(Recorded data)
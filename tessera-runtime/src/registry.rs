//! Component registry indexed by id and by display name per application

use indexmap::IndexMap;
use std::collections::HashMap;
use tessera_types::{AppDefinition, AppId, Application, ComponentElement, ComponentId, Page};

#[derive(Debug, Default)]
pub struct ComponentRegistry {
    components: IndexMap<ComponentId, ComponentElement>,
    by_name: HashMap<(AppId, String), ComponentId>,
    applications: IndexMap<AppId, Application>,
    pages: Vec<Page>,
}

impl ComponentRegistry {
    pub fn new() -> Self {
        Self::default()
    }

    pub fn from_definition(definition: &AppDefinition) -> Self {
        let mut registry = Self::new();
        registry.load(definition);
        registry
    }

    /// Add everything in `definition`; components with a known id are
    /// replaced
    pub fn load(&mut self, definition: &AppDefinition) {
        for app in &definition.applications {
            self.applications.insert(app.id.clone(), app.clone());
        }
        self.pages.extend(definition.pages.iter().cloned());
        for component in &definition.components {
            self.register(component.clone());
        }
    }

    pub fn register(&mut self, component: ComponentElement) -> Option<ComponentElement> {
        let previous = self.remove(&component.id);
        self.by_name.insert(
            (component.application_id.clone(), component.name.clone()),
            component.id.clone(),
        );
        if !self.applications.contains_key(&component.application_id) {
            let id = component.application_id.clone();
            self.applications.insert(
                id.clone(),
                Application {
                    name: id.to_string(),
                    id,
                },
            );
        }
        self.components.insert(component.id.clone(), component);
        previous
    }

    pub fn get(&self, id: &ComponentId) -> Option<&ComponentElement> {
        self.components.get(id)
    }

    pub fn contains(&self, id: &ComponentId) -> bool {
        self.components.contains_key(id)
    }

    /// Find a component by display name
    ///
    /// Applications are searched in registration order; the first match
    /// wins.
    pub fn find_by_name(&self, name: &str) -> Option<&ComponentElement> {
        self.applications
            .keys()
            .find_map(|app| self.find_in_app(app, name))
    }

    pub fn find_in_app(&self, app: &AppId, name: &str) -> Option<&ComponentElement> {
        self.by_name
            .get(&(app.clone(), name.to_string()))
            .and_then(|id| self.components.get(id))
    }

    /// Look a component up by id, falling back to display name
    pub fn resolve(&self, id_or_name: &str) -> Option<&ComponentElement> {
        self.components
            .get(&ComponentId::new(id_or_name))
            .or_else(|| self.find_by_name(id_or_name))
    }

    pub fn remove(&mut self, id: &ComponentId) -> Option<ComponentElement> {
        let removed = self.components.shift_remove(id)?;
        let key = (removed.application_id.clone(), removed.name.clone());
        if self.by_name.get(&key) == Some(id) {
            self.by_name.remove(&key);
        }
        Some(removed)
    }

    pub fn all(&self) -> impl Iterator<Item = &ComponentElement> {
        self.components.values()
    }

    pub fn ids(&self) -> Vec<ComponentId> {
        self.components.keys().cloned().collect()
    }

    pub fn applications(&self) -> impl Iterator<Item = &Application> {
        self.applications.values()
    }

    pub fn pages(&self) -> &[Page] {
        &self.pages
    }

    pub fn len(&self) -> usize {
        self.components.len()
    }

    pub fn is_empty(&self) -> bool {
        self.components.is_empty()
    }

    pub fn clear(&mut self) {
        self.components.clear();
        self.by_name.clear();
        self.applications.clear();
        self.pages.clear();
    }
}

#[cfg(test)]
mod tests {
    use super::*;

    fn definition() -> AppDefinition {
        AppDefinition::new()
            .with_application("shop", "Shop")
            .with_application("admin", "Admin")
            .with_component(ComponentElement::new("a-title", "Title", "admin"))
            .with_component(ComponentElement::new("s-title", "Title", "shop"))
            .with_component(ComponentElement::new("s-cart", "Cart", "shop"))
    }

    #[test]
    fn test_lookup_by_id_and_name() {
        let registry = ComponentRegistry::from_definition(&definition());
        assert_eq!(registry.len(), 3);
        assert_eq!(
            registry.find_by_name("Title").map(|c| c.id.as_str()),
            Some("s-title")
        );
        assert_eq!(
            registry
                .find_in_app(&AppId::new("admin"), "Title")
                .map(|c| c.id.as_str()),
            Some("a-title")
        );
        assert_eq!(registry.resolve("s-cart").map(|c| c.name.as_str()), Some("Cart"));
        assert_eq!(registry.resolve("Cart").map(|c| c.id.as_str()), Some("s-cart"));
        assert!(registry.resolve("Missing").is_none());
    }

    #[test]
    fn test_remove_drops_name_index() {
        let mut registry = ComponentRegistry::from_definition(&definition());
        registry.remove(&ComponentId::new("s-title"));
        assert_eq!(
            registry.find_by_name("Title").map(|c| c.id.as_str()),
            Some("a-title")
        );
    }

    #[test]
    fn test_register_infers_application() {
        let mut registry = ComponentRegistry::new();
        registry.register(ComponentElement::new("x", "X", "adhoc"));
        assert_eq!(registry.applications().count(), 1);
        assert!(registry.find_by_name("X").is_some());
    }

    #[test]
    fn test_rename_on_reregister() {
        let mut registry = ComponentRegistry::from_definition(&definition());
        let renamed = ComponentElement::new("s-cart", "Basket", "shop");
        assert!(registry.register(renamed).is_some());
        assert!(registry.find_by_name("Cart").is_none());
        assert!(registry.find_by_name("Basket").is_some());
    }
}
//! CLI command implementations.

pub mod check;
pub mod run;
pub mod simulate;

pub use check::check_snippet;
pub use run::run_handler;
pub use simulate::simulate_handler;

use anyhow::{anyhow, bail, Context, Result};
use clap::{Args, ValueEnum};
use std::path::{Path, PathBuf};
use tessera_runtime::{HandlerRequest, Runtime, RuntimeConfig};
use tessera_script::Value;
use tessera_types::{AppDefinition, HandlerScope};

#[derive(Copy, Clone, ValueEnum)]
pub enum ScopeArg {
    Input,
    Style,
    Event,
}

impl From<ScopeArg> for HandlerScope {
    fn from(scope: ScopeArg) -> Self {
        match scope {
            ScopeArg::Input => HandlerScope::Input,
            ScopeArg::Style => HandlerScope::Style,
            ScopeArg::Event => HandlerScope::Event,
        }
    }
}

/// Inputs shared by `run` and `simulate`
#[derive(Args)]
pub struct HandlerArgs {
    /// Application definition (JSON or YAML)
    #[arg(long)]
    pub app: Option<PathBuf>,

    /// Component id or display name the handler belongs to
    #[arg(long)]
    pub component: Option<String>,

    /// Snippet text
    #[arg(long, conflicts_with = "file")]
    pub code: Option<String>,

    /// File containing the snippet
    #[arg(long)]
    pub file: Option<PathBuf>,

    /// Event payload as JSON
    #[arg(long)]
    pub event: Option<String>,

    /// Repeated-row item as JSON
    #[arg(long)]
    pub item: Option<String>,

    /// Property map the handler is attached to
    #[arg(long, value_enum, default_value_t = ScopeArg::Event)]
    pub scope: ScopeArg,
}

impl HandlerArgs {
    pub fn source(&self) -> Result<String> {
        read_snippet(self.code.as_deref(), self.file.as_deref())
    }

    /// Load the definition into `runtime` and build the request
    pub fn request(&self, runtime: &Runtime) -> Result<HandlerRequest> {
        if let Some(path) = &self.app {
            runtime.load(&load_definition(path)?);
        }
        let mut request = HandlerRequest::new(self.source()?)
            .scope(self.scope.into())
            .event(parse_json_arg("event", self.event.as_deref())?)
            .item(parse_json_arg("item", self.item.as_deref())?);
        if let Some(component) = &self.component {
            let element = runtime
                .root()
                .resolve_component(component)
                .ok_or_else(|| anyhow!("Unknown component '{}'", component))?;
            request = request.component(element.id);
        }
        Ok(request)
    }
}

/// Load the runtime configuration; a missing file means defaults
pub fn load_config(path: &Path) -> Result<RuntimeConfig> {
    if !path.exists() {
        tracing::debug!(path = %path.display(), "No config file, using defaults");
        return Ok(RuntimeConfig::default());
    }
    RuntimeConfig::from_file(path)
        .with_context(|| format!("Failed to load configuration from {}", path.display()))
}

pub fn load_definition(path: &Path) -> Result<AppDefinition> {
    let content = std::fs::read_to_string(path)
        .with_context(|| format!("Failed to read {}", path.display()))?;
    let is_json = path
        .extension()
        .and_then(|e| e.to_str())
        .is_some_and(|e| e.eq_ignore_ascii_case("json"));
    let definition = if is_json {
        serde_json::from_str(&content).context("Invalid application definition JSON")?
    } else {
        serde_yaml::from_str(&content).context("Invalid application definition YAML")?
    };
    Ok(definition)
}

pub fn read_snippet(code: Option<&str>, file: Option<&Path>) -> Result<String> {
    match (code, file) {
        (Some(code), _) => Ok(code.to_string()),
        (None, Some(path)) => std::fs::read_to_string(path)
            .with_context(|| format!("Failed to read snippet {}", path.display())),
        (None, None) => bail!("Provide a snippet with --code or --file"),
    }
}

fn parse_json_arg(name: &str, raw: Option<&str>) -> Result<Value> {
    match raw {
        Some(raw) => {
            let json: serde_json::Value = serde_json::from_str(raw)
                .with_context(|| format!("--{} is not valid JSON", name))?;
            Ok(Value::from_json(&json))
        }
        None => Ok(Value::Undefined),
    }
}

### PROBLEM TO SOLVE
Reprint exactly the lines above that start at the one with "payload as JSON" and end at the one with "pub fn source(&self)", keeping both and adding none.

### FINAL ANSWER
    /// Event payload as JSON
    #[arg(long)]
    pub event: Option<String>,

    /// Repeated-row item as JSON
    #[arg(long)]
    pub item: Option<String>,

    /// Property map the handler is attached to
    #[arg(long, value_enum, default_value_t = ScopeArg::Event)]
    pub scope: ScopeArg,
}

impl HandlerArgs {
    pub fn source(&self) -> Result<String> {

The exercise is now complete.